The Emerson String Quartet: J.S. Bach, The Art of the Fugue, BWV 1080
CD Deutsche Grammophon 474 495-2
(Streaming via Tidal; no hi-rez download appears available.)
Recorded January and February 2003 at the American Academy of Arts and Letters, New York City. Da-Hong Seetoo, producer and engineer.
One of the bits of musical non-trivia that I have carted around me for ages is the fact that American composer Roy Harris (whose third symphony is for me the best example of mid-twentieth-century, typically exuberant American musical creativity) also, with collaborator M.D. Herter Norton transcribed for string quartet Bach's The Art of the Fugue.
M.D. Herter Norton, by the way, was Margaret (also sometimes Mary; and, informally Polly) Dows Herter, who with her husband W.W. Norton founded the publishing firm that bears his name. (W.W. Norton is still a major publisher—if not the major publisher—of music-history texts and anthologies for college use in the English-speaking world.) Margaret Norton was a violinist, an independent scholar of music, and translator from the German of about a dozen volumes of the poetry of Rainer Maria Rilke. She was very important in the early years of the American Musicological Society, as well as co-authoring, editing, or translating articles for the The Musical Quarterly.
Further down, there is a scan of the cover of that score, from 1936. And generous sound samples. I think most music lovers will find this CD (or the stream from Tidal) extremely rewarding.
Roy Harris' idea, after all, was not crazy. First, Bach did not specify instrumentation. Although the score was unfinished, I think that had Bach wanted to specify particular musical forces, he would have done so at the beginning of the score.
As a practical matter, the options to perform The Art of the Fugue in the modern era include piano, harpsichord, or organ; or some instrumental ensemble. (OK, I guess the Swingle Singers could vocalize it—but would you really want to listen to 70 minutes of that?).

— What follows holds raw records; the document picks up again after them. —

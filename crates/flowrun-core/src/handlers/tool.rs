//! Tool-backed handlers: api, function, and the generic fallback all invoke
//! the tool named by `config.tool` through the tool registry.

use serde_json::{Map, Value, json};

use crate::collaborators::Collaborators;
use crate::error::ExecutorError;
use crate::workflow::SerializedBlock;

pub async fn execute(
    block: &SerializedBlock,
    inputs: &Map<String, Value>,
    collaborators: &Collaborators,
) -> Result<Value, ExecutorError> {
    let tool_id = block.config.tool.as_deref().ok_or_else(|| {
        ExecutorError::ToolNotFound(format!("block {} declares no tool", block.id))
    })?;
    if collaborators.tools.tool_by_id(tool_id).is_none() {
        return Err(ExecutorError::ToolNotFound(tool_id.to_string()));
    }

    let outcome = collaborators.tools.execute(tool_id, inputs.clone()).await?;
    if !outcome.success {
        return Err(ExecutorError::ToolExecutionFailed(
            outcome
                .error
                .unwrap_or_else(|| format!("tool {tool_id} reported failure")),
        ));
    }
    Ok(json!({"response": outcome.output.unwrap_or_else(|| json!({}))}))
}
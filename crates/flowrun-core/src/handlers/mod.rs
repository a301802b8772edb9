//! Block handlers, one per semantic kind. Handlers are probed in a fixed
//! order and the first match wins; the generic handler matches everything
//! and sits last, so every block dispatches somewhere.
//!
//! A handler receives the block, its resolved inputs and a read-only view of
//! the execution context, and returns a raw JSON value the executor then
//! normalizes (see [`crate::output::normalize_output`]).

pub mod agent;
pub mod condition;
pub mod evaluator;
pub mod router;
pub mod tool;

use serde_json::{Map, Value};

use crate::collaborators::Collaborators;
use crate::context::ExecutionContext;
use crate::error::ExecutorError;
use crate::workflow::{BlockKind, SerializedBlock};

/// Handler kinds in probe order. Generic is the fallback and must stay last.
#[derive(Debug, Clone, Copy, PartialEq, Eq)]
pub enum HandlerKind {
    Agent,
    Router,
    Condition,
    Evaluator,
    Api,
    Function,
    Generic,
}

pub const HANDLER_ORDER: [HandlerKind; 7] = [
    HandlerKind::Agent,
    HandlerKind::Router,
    HandlerKind::Condition,
    HandlerKind::Evaluator,
    HandlerKind::Api,
    HandlerKind::Function,
    HandlerKind::Generic,
];

impl HandlerKind {
    pub fn can_handle(self, block: &SerializedBlock) -> bool {
        match self {
            HandlerKind::Agent => block.kind() == BlockKind::Agent,
            HandlerKind::Router => block.kind() == BlockKind::Router,
            HandlerKind::Condition => block.kind() == BlockKind::Condition,
            HandlerKind::Evaluator => block.kind() == BlockKind::Evaluator,
            HandlerKind::Api => block.kind() == BlockKind::Api,
            HandlerKind::Function => block.kind() == BlockKind::Function,
            HandlerKind::Generic => true,
        }
    }
}

/// First handler in probe order that accepts the block.
pub fn handler_for(block: &SerializedBlock) -> Result<HandlerKind, ExecutorError> {
    HANDLER_ORDER
        .iter()
        .copied()
        .find(|kind| kind.can_handle(block))
        .ok_or_else(|| ExecutorError::NoHandlerForBlock(block.id.clone()))
}

/// Run one block through its handler.
pub async fn dispatch(
    kind: HandlerKind,
    block: &SerializedBlock,
    inputs: &Map<String, Value>,
    ctx: &ExecutionContext,
    collaborators: &Collaborators,
) -> Result<Value, ExecutorError> {
    match kind {
        HandlerKind::Agent => agent::execute(block, inputs, collaborators).await,
        HandlerKind::Router => router::execute(block, inputs, ctx, collaborators).await,
        HandlerKind::Condition => condition::execute(block, inputs, ctx),
        HandlerKind::Evaluator => evaluator::execute(block, inputs, collaborators).await,
        HandlerKind::Api | HandlerKind::Function | HandlerKind::Generic => {
            tool::execute(block, inputs, collaborators).await
        }
    }
}
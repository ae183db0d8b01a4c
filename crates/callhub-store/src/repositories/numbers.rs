use sqlx::PgPool;

use callhub_core::error::AppError;
use callhub_core::ids::TenantId;

use crate::model::PhoneNumber;
use crate::schema::{qualify, validate_schema_identifier};

pub struct NumbersRepo;

impl NumbersRepo {
    pub async fn find_by_e164(
        pool: &PgPool,
        schema: &str,
        tenant_id: TenantId,
        country_code: &str,
        base_number: &str,
    ) -> Result<Option<PhoneNumber>, AppError> {
        validate_schema_identifier(schema)?;
        let sql = format!(
            "SELECT id, tenant_id, country_code, base_number, provider, status, rules, \
                    default_agent_id \
             FROM {} WHERE tenant_id = $1 AND country_code = $2 AND base_number = $3",
            qualify(schema, "phone_numbers")
        );
        sqlx::query_as(&sql)
            .bind(tenant_id)
            .bind(country_code)
            .bind(base_number)
            .fetch_optional(pool)
            .await
            .map_err(AppError::internal)
    }
}
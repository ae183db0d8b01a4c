//! PolicyGate (§4.4): a short-circuiting pipeline of independent checks run
//! before any call is dispatched. Each check either passes silently or
//! returns the `AppError` variant that names the rejection reason; the first
//! rejection wins and no later check runs (mirrors the teacher's
//! `Interceptor` chain, which stops at the first non-`Continue` verdict).

use chrono::{Datelike, NaiveTime, TimeZone, Utc};
use chrono_tz::Tz;
use rust_decimal::Decimal;
use serde_json::{json, Value as Json};

use callhub_core::config::BusinessHours;
use callhub_core::ids::{SubjectId, TenantId};
use callhub_core::AppError;
use callhub_store::model::TenantOverride;
use callhub_store::PgPool;

use crate::credit::CreditLedger;
use crate::features::FeatureResolver;

/// Timezone candidates in the precedence order the HTTP layer resolves them:
/// request body field, `x-timezone` header, subject profile default, cookie.
/// The first `Some` wins; `Utc` is the final fallback.
#[derive(Clone, Debug, Default)]
pub struct TimezoneHint<'a> {
    pub body: Option<&'a str>,
    pub header: Option<&'a str>,
    pub subject_profile: Option<&'a str>,
    pub cookie: Option<&'a str>,
}

impl<'a> TimezoneHint<'a> {
    fn resolve(&self) -> Tz {
        self.body
            .or(self.header)
            .or(self.subject_profile)
            .or(self.cookie)
            .and_then(|s| s.parse::<Tz>().ok())
            .unwrap_or(chrono_tz::UTC)
    }
}

pub struct PolicyRequest<'a> {
    pub schema: &'a str,
    pub tenant: TenantId,
    pub subject: Option<SubjectId>,
    pub feature_key: &'a str,
    pub required_credits: Decimal,
    pub timezone_hint: TimezoneHint<'a>,
}

#[derive(Clone, Debug)]
pub struct ValidationContext {
    pub feature_config: Json,
    pub available_credits: Decimal,
}

pub struct PolicyGate {
    pool: PgPool,
    features: std::sync::Arc<FeatureResolver>,
    credit: std::sync::Arc<CreditLedger>,
    business_hours: BusinessHours,
    business_hours_kill_switch: bool,
}

impl PolicyGate {
    pub fn new(
        pool: PgPool,
        features: std::sync::Arc<FeatureResolver>,
        credit: std::sync::Arc<CreditLedger>,
        business_hours: BusinessHours,
        business_hours_kill_switch: bool,
    ) -> Self {
        PolicyGate { pool, features, credit, business_hours, business_hours_kill_switch }
    }

    pub async fn check(&self, req: PolicyRequest<'_>) -> Result<ValidationContext, AppError> {
        let (enabled, feature_config) = self
            .features
            .is_enabled(req.schema, req.tenant, req.feature_key, req.subject)
            .await;
        if !enabled {
            return Err(AppError::FeatureDisabled { feature: req.feature_key.to_string() });
        }

        self.check_business_hours(req.schema, req.tenant, &req.timezone_hint).await?;

        let available_credits = self.credit.balance(req.schema, req.tenant).await?;
        if available_credits < req.required_credits {
            return Err(AppError::InsufficientCredits {
                required: req.required_credits,
                available: available_credits,
                needed: req.required_credits - available_credits,
            });
        }

        self.check_rate_limit();

        Ok(ValidationContext { feature_config, available_credits })
    }

    async fn check_business_hours(
        &self,
        schema: &str,
        tenant: TenantId,
        hint: &TimezoneHint<'_>,
    ) -> Result<(), AppError> {
        if self.business_hours_kill_switch {
            return Ok(());
        }

        let override_row: Option<TenantOverride> =
            callhub_store::repositories::features::FeaturesRepo::tenant_override(
                &self.pool,
                schema,
                tenant,
                "business-hours-bypass",
            )
            .await?;
        if let Some(row) = override_row {
            if row.is_active(Utc::now()) {
                return Ok(());
            }
        }

        let tenant_tz: Tz = self
            .business_hours
            .timezone
            .parse()
            .map_err(|_| AppError::internal(anyhow::anyhow!("invalid configured business-hours timezone")))?;
        let requested_tz = hint.resolve();

        let now_tenant = Utc::now().with_timezone(&tenant_tz);
        let weekday = now_tenant.weekday().num_days_from_sunday() as u8;
        if !self.business_hours.allowed_days.contains(&weekday) {
            return Err(self.outside_hours_error(&tenant_tz, &requested_tz));
        }

        let start = NaiveTime::from_hms_opt(
            self.business_hours.start.0 as u32,
            self.business_hours.start.1 as u32,
            0,
        )
        .expect("validated at config load");
        let end = NaiveTime::from_hms_opt(
            self.business_hours.end.0 as u32,
            self.business_hours.end.1 as u32,
            0,
        )
        .expect("validated at config load");
        let now_time = now_tenant.time();

        let within = if self.business_hours.wrap_around {
            now_time >= start || now_time < end
        } else {
            now_time >= start && now_time < end
        };

        if within {
            Ok(())
        } else {
            Err(self.outside_hours_error(&tenant_tz, &requested_tz))
        }
    }

    fn outside_hours_error(&self, tenant_tz: &Tz, requested_tz: &Tz) -> AppError {
        AppError::OutsideBusinessHours {
            window_start: format!("{:02}:{:02}", self.business_hours.start.0, self.business_hours.start.1),
            window_end: format!("{:02}:{:02}", self.business_hours.end.0, self.business_hours.end.1),
            tenant_timezone: tenant_tz.to_string(),
            requested_timezone: requested_tz.to_string(),
            requested_at: Utc::now(),
        }
    }

    /// No-op placeholder occupying the rate-limit slot in the pipeline (§9
    /// resolution 4): no rate limiter is wired up, so every request passes.
    fn check_rate_limit(&self) {}
}

impl ValidationContext {
    pub fn as_json(&self) -> Json {
        json!({
            "feature_config": self.feature_config,
            "available_credits": self.available_credits,
        })
    }
}
//! Principal and schema extraction from request headers. Authn/authz proper
//! is an out-of-scope collaborator (§2 Non-goals); this reads whatever that
//! collaborator would have attached as `x-tenant-id`/`x-subject-id` headers.

use axum::extract::FromRequestParts;
use axum::http::request::Parts;
use uuid::Uuid;

use callhub_core::ids::TenantId;
use callhub_core::principal::CallerPrincipal;
use callhub_core::AppError;

use crate::http::error::ApiError;

pub struct Principal(pub CallerPrincipal);

impl<S> FromRequestParts<S> for Principal
where
    S: Send + Sync,
{
    type Rejection = ApiError;

    async fn from_request_parts(parts: &mut Parts, _state: &S) -> Result<Self, Self::Rejection> {
        let tenant_header = parts
            .headers
            .get("x-tenant-id")
            .and_then(|v| v.to_str().ok())
            .ok_or_else(|| ApiError(AppError::Auth { message: "missing x-tenant-id header".into() }))?;
        let tenant_id: Uuid = tenant_header
            .parse()
            .map_err(|_| ApiError(AppError::Auth { message: "x-tenant-id is not a UUID".into() }))?;

        Ok(Principal(CallerPrincipal::service_call(TenantId::from(tenant_id))))
    }
}

pub fn timezone_hint_from_header(parts: &Parts) -> Option<String> {
    parts.headers.get("x-timezone").and_then(|v| v.to_str().ok()).map(str::to_string)
}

Piano is monochromatic; harpsichords can be jangly; organs are mostly found in churches; and mixed instrumental ensembles' tonal distinctions can overemphasize differences while underplaying the commonality of the musical lines. Whereas a string quartet's shared tone color can lend a transparency to the texture of the scoring and provide supple balance to the interweaving musical lines. The liner notes to the Emerson Quartet's CD do not credit the transcriber, so we can assume that this was not played from the Harris/Herter Norton score.
There is no question that the Emerson Quartet thought very deeply about every aspect of this music, to the extent of reversing the seating of the quartet for the inverted portion of the mirror canons, and having the second violin play viola (and the violist play tenor viola), so that low notes in some numbers that are not available to their usual instruments can be heard. Also important to point out is that several of the numbers (three out of 21) are played as string trios (as was the case in the Harris/Herter Norton score). This lends both variety, and even greater transparency. I found the trios to be the most affecting parts of the recording.
J.S. Bach left off working on The Art of the Fugue because of ill health and encroaching blindness. Therefore, the final fugue in the manuscript ends suddenly. There is a story that on his deathbed, Bach dictated revisions to his chorale "Wenn wir in höchsten Nöthen sein" to make up for the unfinished nature of the score. That tradition is followed here. It goes without saying that the string playing is world-class; very clear in timbre but not sounding cold, with pristine, non-Romanticized execution. The sound world is (at least for me) very easy to get into. Chamber-scaled Bach on string instruments tuned to modern concert pitch of A = 440Hz is not jarring. After all, the string-quartet form did not exist in Bach's lifetime.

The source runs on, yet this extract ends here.